Figure 2.

p60 katanin is located at glutamatergic spine synapses. A,B, Immunostaining of endogenous p60 katanin (green), Rhodamine phalloidin labeling of F-actin (red), DIV13–17 neurons, three independent experiments. C, Magnifications of spines from boxed regions in B. D, Fluorescence intensity profiles of line scans in C. E, Pearson's correlation coefficient indicating colocalization between p60 katanin and F-actin. Mean ± S.E.M = 0.4797 ± 0.02536, n = 18 images. F,G, Triple-immunostaining, endogenous p60 katanin (green), AMPAR subunit GluA2 (red), presynaptic marker synaptophysin (Syn, blue), DIV16–17 neurons, three independent experiments.
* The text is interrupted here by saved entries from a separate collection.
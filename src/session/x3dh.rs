//! X3DH-style asynchronous key agreement.
//!
//! Both roles combine four Diffie-Hellman outputs in one fixed order:
//!
//! * DH1 = DH(IK_A, SPK_B)
//! * DH2 = DH(EK_A, IK_B)
//! * DH3 = DH(EK_A, SPK_B)
//! * DH4 = DH(EK_A, OPK_B), only when a one-time prekey was used
//!
//! where `IK` is the X25519 chat key of each party. The concatenation is
//! prefixed with 32 `0xFF` bytes and fed through HKDF-SHA256 to produce the
//! 32-byte [`SharedSecret`].

use crate::crypto::kdf::hkdf_sha256;
use crate::crypto::{ChatKeyPair, PreKeyBundlePrivate, PublicPreKeyBundle};
use crate::utils::{AuthenticationError, ProtocolStateError, Result, ValidationError};
use log::debug;
use rand::rngs::OsRng;
use serde::{Deserialize, Serialize};
use std::fmt;
use subtle::ConstantTimeEq;
use x25519_dalek::{PublicKey, StaticSecret};
use zeroize::{Zeroize, ZeroizeOnDrop};

/// Size of the derived shared secret
pub const SHARED_SECRET_LENGTH: usize = 32;

/// X3DH protocol information string for HKDF
const X3DH_INFO: &[u8] = b"p2p-secure-session/x3dh/v1";

/// The 32-byte output of the key agreement
#[derive(Clone, Zeroize, ZeroizeOnDrop)]
pub struct SharedSecret([u8; SHARED_SECRET_LENGTH]);

impl SharedSecret {
    /// Wrap exactly 32 bytes
    ///
    /// # Errors
    ///
    /// Returns `ValidationError::InvalidKeyLength` for any other length
    pub fn from_bytes(bytes: &[u8]) -> Result<Self> {
        let secret: [u8; SHARED_SECRET_LENGTH] =
            bytes
                .try_into()
                .map_err(|_| ValidationError::InvalidKeyLength {
                    what: "shared secret",
                    expected: SHARED_SECRET_LENGTH,
                    actual: bytes.len(),
                })?;
        Ok(Self(secret))
    }

    /// The raw secret bytes
    pub fn as_bytes(&self) -> &[u8; SHARED_SECRET_LENGTH] {
        &self.0
    }
}

impl PartialEq for SharedSecret {
    fn eq(&self, other: &Self) -> bool {
        self.0.ct_eq(&other.0).into()
    }
}

impl Eq for SharedSecret {}

impl fmt::Debug for SharedSecret {
    fn fmt(&self, f: &mut fmt::Formatter<'_>) -> fmt::Result {
        f.write_str("SharedSecret([REDACTED])")
    }
}

/// Public identifiers recorded by the initiator so the responder can find
/// (and invalidate) the prekeys that were used
#[derive(Debug, Clone, Copy, PartialEq, Eq, Serialize, Deserialize)]
pub struct HandshakeMetadata {
    /// One-time prekey taken from the bundle, if there was one
    pub used_one_time_pre_key: Option<[u8; 32]>,
    /// Signed prekey taken from the bundle
    pub used_signed_pre_key: [u8; 32],
    /// Initiator's fresh ephemeral public key
    pub ephemeral_key: [u8; 32],
}

/// Initiator side of the key agreement
pub struct Initiator<'a> {
    identity: &'a ChatKeyPair,
}

impl<'a> Initiator<'a> {
    /// Create an initiator around the local chat key pair
    pub fn new(identity: &'a ChatKeyPair) -> Self {
        Self { identity }
    }

    /// Verify the remote bundle and derive the shared secret
    ///
    /// # Arguments
    ///
    /// * `remote_bundle` - The responder's published prekey bundle
    ///
    /// # Returns
    ///
    /// Tuple of (shared secret, handshake metadata)
    pub fn calculate_secret(
        &self,
        remote_bundle: &PublicPreKeyBundle,
    ) -> Result<(SharedSecret, HandshakeMetadata)> {
        let ephemeral = StaticSecret::random_from_rng(OsRng);
        self.calculate_secret_with_ephemeral(remote_bundle, ephemeral)
    }

    fn calculate_secret_with_ephemeral(
        &self,
        remote_bundle: &PublicPreKeyBundle,
        ephemeral: StaticSecret,
    ) -> Result<(SharedSecret, HandshakeMetadata)> {
        remote_bundle.verify()?;

        let remote_identity = PublicKey::from(remote_bundle.identity_key);
        let remote_signed = PublicKey::from(remote_bundle.signed_pre_key);

        let mut outputs = vec![
            self.identity.secret().diffie_hellman(&remote_signed),
            ephemeral.diffie_hellman(&remote_identity),
            ephemeral.diffie_hellman(&remote_signed),
        ];
        if let Some(one_time) = remote_bundle.one_time_pre_key {
            outputs.push(ephemeral.diffie_hellman(&PublicKey::from(one_time)));
        }

        if outputs.iter().any(|dh| !dh.was_contributory()) {
            return Err(AuthenticationError::InvalidBundle {
                reason: "bundle contains a low-order public key".to_string(),
            }
            .into());
        }

        let secret = derive_shared_secret(outputs.iter().map(|dh| dh.as_bytes()))?;
        let metadata = HandshakeMetadata {
            used_one_time_pre_key: remote_bundle.one_time_pre_key,
            used_signed_pre_key: remote_bundle.signed_pre_key,
            ephemeral_key: PublicKey::from(&ephemeral).to_bytes(),
        };

        debug!(
            "initiator derived shared secret with {} DH terms",
            outputs.len()
        );
        Ok((secret, metadata))
    }
}

/// Responder side of the key agreement
pub struct Responder<'a> {
    identity: &'a ChatKeyPair,
}

impl<'a> Responder<'a> {
    /// Create a responder around the local chat key pair
    pub fn new(identity: &'a ChatKeyPair) -> Self {
        Self { identity }
    }

    /// Recompute the initiator's shared secret from the responder's side
    ///
    /// # Arguments
    ///
    /// * `remote_identity` - Initiator's chat public key
    /// * `remote_ephemeral` - Initiator's ephemeral public key
    /// * `one_time_pre_key` - Private one-time prekey, if the initiator used one
    /// * `signed_pre_key` - Private signed prekey the initiator used
    pub fn secret_from_remote(
        &self,
        remote_identity: &[u8; 32],
        remote_ephemeral: &[u8; 32],
        one_time_pre_key: Option<&StaticSecret>,
        signed_pre_key: &StaticSecret,
    ) -> Result<SharedSecret> {
        let remote_identity = PublicKey::from(*remote_identity);
        let remote_ephemeral = PublicKey::from(*remote_ephemeral);

        let mut outputs = vec![
            signed_pre_key.diffie_hellman(&remote_identity),
            self.identity.secret().diffie_hellman(&remote_ephemeral),
            signed_pre_key.diffie_hellman(&remote_ephemeral),
        ];
        if let Some(one_time) = one_time_pre_key {
            outputs.push(one_time.diffie_hellman(&remote_ephemeral));
        }

        if outputs.iter().any(|dh| !dh.was_contributory()) {
            return Err(ValidationError::MalformedMessage {
                reason: "handshake carries a low-order public key".to_string(),
            }
            .into());
        }

        derive_shared_secret(outputs.iter().map(|dh| dh.as_bytes()))
    }

    /// Recompute the shared secret for a handshake described by `metadata`.
    ///
    /// The private material must match the public keys the metadata names.
    /// A one-time prekey named by the metadata but missing from `private`
    /// is a hard failure.
    pub fn secret_from_metadata(
        &self,
        remote_identity: &[u8; 32],
        metadata: &HandshakeMetadata,
        private: &PreKeyBundlePrivate,
    ) -> Result<SharedSecret> {
        if PublicKey::from(&private.signed_pre_key).to_bytes() != metadata.used_signed_pre_key {
            return Err(ProtocolStateError::MissingPreKey {
                reason: "signed prekey does not match handshake".to_string(),
            }
            .into());
        }

        let one_time = match (metadata.used_one_time_pre_key, &private.one_time_pre_key) {
            (None, _) => None,
            (Some(_), None) => {
                return Err(ProtocolStateError::MissingPreKey {
                    reason: "one-time prekey named by handshake is not available".to_string(),
                }
                .into());
            }
            (Some(public), Some(secret)) => {
                if PublicKey::from(secret).to_bytes() != public {
                    return Err(ProtocolStateError::MissingPreKey {
                        reason: "one-time prekey does not match handshake".to_string(),
                    }
                    .into());
                }
                Some(secret)
            }
        };

        self.secret_from_remote(
            remote_identity,
            &metadata.ephemeral_key,
            one_time,
            &private.signed_pre_key,
        )
    }
}

/// Derive the shared secret from DH outputs using HKDF
fn derive_shared_secret<'a>(dh_outputs: impl Iterator<Item = &'a [u8; 32]>) -> Result<SharedSecret> {
    let mut input_key_material = vec![0xFFu8; 32];
    for dh in dh_outputs {
        input_key_material.extend_from_slice(dh);
    }

    let derived = hkdf_sha256::<SHARED_SECRET_LENGTH>(
        Some(&[0u8; 32]),
        &input_key_material,
        X3DH_INFO,
    );
    input_key_material.zeroize();

    let mut secret = derived?;
    let shared = SharedSecret(secret);
    secret.zeroize();
    Ok(shared)
}

#[cfg(test)]
mod tests {
    use super::*;
    use crate::crypto::PreKeyStore;
    use crate::utils::{ErrorKind, SessionCoreError};

    struct Bob {
        chat: ChatKeyPair,
        prekeys: PreKeyStore,
    }

    fn responder(one_time: usize) -> Bob {
        let chat = ChatKeyPair::generate();
        let mut prekeys = PreKeyStore::new();
        prekeys.generate_signed_pre_key(&chat);
        prekeys.generate_one_time_pre_keys(one_time);
        Bob { chat, prekeys }
    }

    #[test]
    fn test_agreement_symmetry_with_one_time_prekey() {
        let alice = ChatKeyPair::generate();
        let mut bob = responder(1);
        let bundle = bob.prekeys.publish_bundle(&bob.chat).unwrap();

        let (alice_secret, metadata) = Initiator::new(&alice).calculate_secret(&bundle).unwrap();
        assert_eq!(metadata.used_one_time_pre_key, bundle.one_time_pre_key);
        assert_eq!(metadata.used_signed_pre_key, bundle.signed_pre_key);

        let private = bob.prekeys.peek_private(&metadata).unwrap();
        let bob_secret = Responder::new(&bob.chat)
            .secret_from_metadata(&alice.public_key(), &metadata, &private)
            .unwrap();

        assert_eq!(alice_secret, bob_secret);
    }

    #[test]
    fn test_agreement_symmetry_without_one_time_prekey() {
        let alice = ChatKeyPair::generate();
        let mut bob = responder(0);
        let bundle = bob.prekeys.publish_bundle(&bob.chat).unwrap();

        let (alice_secret, metadata) = Initiator::new(&alice).calculate_secret(&bundle).unwrap();
        assert!(metadata.used_one_time_pre_key.is_none());

        let private = bob.prekeys.peek_private(&metadata).unwrap();
        let bob_secret = Responder::new(&bob.chat)
            .secret_from_remote(
                &alice.public_key(),
                &metadata.ephemeral_key,
                None,
                &private.signed_pre_key,
            )
            .unwrap();

        assert_eq!(alice_secret, bob_secret);
    }

    #[test]
    fn test_one_time_prekey_changes_secret() {
        let alice = ChatKeyPair::generate();
        let mut bob = responder(1);
        let bundle = bob.prekeys.publish_bundle(&bob.chat).unwrap();
        let ephemeral = StaticSecret::random_from_rng(OsRng);

        let (with_otpk, _) = Initiator::new(&alice)
            .calculate_secret_with_ephemeral(&bundle, ephemeral.clone())
            .unwrap();

        let mut stripped = bundle.clone();
        stripped.one_time_pre_key = None;
        let (without_otpk, _) = Initiator::new(&alice)
            .calculate_secret_with_ephemeral(&stripped, ephemeral)
            .unwrap();

        assert_ne!(with_otpk, without_otpk);
    }

    #[test]
    fn test_invalid_bundle_signature() {
        let alice = ChatKeyPair::generate();
        let mut bob = responder(0);
        let mut bundle = bob.prekeys.publish_bundle(&bob.chat).unwrap();
        bundle.signed_pre_key[0] ^= 0x01;

        let err = Initiator::new(&alice).calculate_secret(&bundle).unwrap_err();
        assert!(matches!(
            err,
            SessionCoreError::Authentication(AuthenticationError::InvalidBundle { .. })
        ));
    }

    #[test]
    fn test_missing_one_time_prekey_is_hard_failure() {
        let alice = ChatKeyPair::generate();
        let mut bob = responder(1);
        let bundle = bob.prekeys.publish_bundle(&bob.chat).unwrap();
        let (_, metadata) = Initiator::new(&alice).calculate_secret(&bundle).unwrap();

        let mut private = bob.prekeys.peek_private(&metadata).unwrap();
        private.one_time_pre_key = None;

        let err = Responder::new(&bob.chat)
            .secret_from_metadata(&alice.public_key(), &metadata, &private)
            .unwrap_err();
        assert!(matches!(
            err,
            SessionCoreError::ProtocolState(ProtocolStateError::MissingPreKey { .. })
        ));
    }

    #[test]
    fn test_mismatched_signed_prekey() {
        let alice = ChatKeyPair::generate();
        let mut bob = responder(0);
        let bundle = bob.prekeys.publish_bundle(&bob.chat).unwrap();
        let (_, metadata) = Initiator::new(&alice).calculate_secret(&bundle).unwrap();

        let private = PreKeyBundlePrivate {
            signed_pre_key: StaticSecret::random_from_rng(OsRng),
            one_time_pre_key: None,
        };
        let err = Responder::new(&bob.chat)
            .secret_from_metadata(&alice.public_key(), &metadata, &private)
            .unwrap_err();
        assert_eq!(err.kind(), ErrorKind::ProtocolState);
    }

    #[test]
    fn test_low_order_ephemeral_is_rejected() {
        let alice = ChatKeyPair::generate();
        let bob = responder(0);
        let signed = StaticSecret::random_from_rng(OsRng);

        let err = Responder::new(&bob.chat)
            .secret_from_remote(&alice.public_key(), &[0u8; 32], None, &signed)
            .unwrap_err();
        assert_eq!(err.kind(), ErrorKind::Validation);
    }

    #[test]
    fn test_shared_secret_length() {
        assert!(SharedSecret::from_bytes(&[7u8; 32]).is_ok());

        let err = SharedSecret::from_bytes(&[7u8; 31]).unwrap_err();
        assert!(matches!(
            err,
            SessionCoreError::Validation(ValidationError::InvalidKeyLength {
                expected: 32,
                actual: 31,
                ..
            })
        ));
        assert!(SharedSecret::from_bytes(&[7u8; 33]).is_err());
    }

    #[test]
    fn test_shared_secret_debug_is_redacted() {
        let secret = SharedSecret::from_bytes(&[0xAB; 32]).unwrap();
        assert!(!format!("{:?}", secret).contains("ab"));
    }
}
H, Magnification of boxed regions in G. I, Fluorescence intensity profiles of line scans in H. J, Pearson's correlation coefficient between p60 and GluA2, p60 and Syn, or GluA2 (red) and GluA2 (green). p60/GluA2: mean ± S.E.M = 0.4362 ± 0.01646, n = 24 ROIs; p60/Syn: mean ± S.E.M = 0.3144 ± 0.009337, n = 24 ROIs; GluA2/GluA2: mean ± S.E.M = 0.8273 ± 0.01246, n = 30 ROIs. Kruskal–Wallis test: p60/GluA2 versus p60/Syn p = 0.0025; Kruskal–Wallis test: p60/GluA2 versus GluA2/GluA2 p < 0.0001, three independent experiments. K, Immunostaining of AMPA receptor GluA2 subunits with two fluorophores (red and green) as a positive control for the Pearson's correlation coefficient shown in Figure 2J. L,M, Triple immunostaining of p60 katanin (red), p80 katanin (green) and PSD-95 (blue). The boxed region magnified below depicts triple colocalized puncta.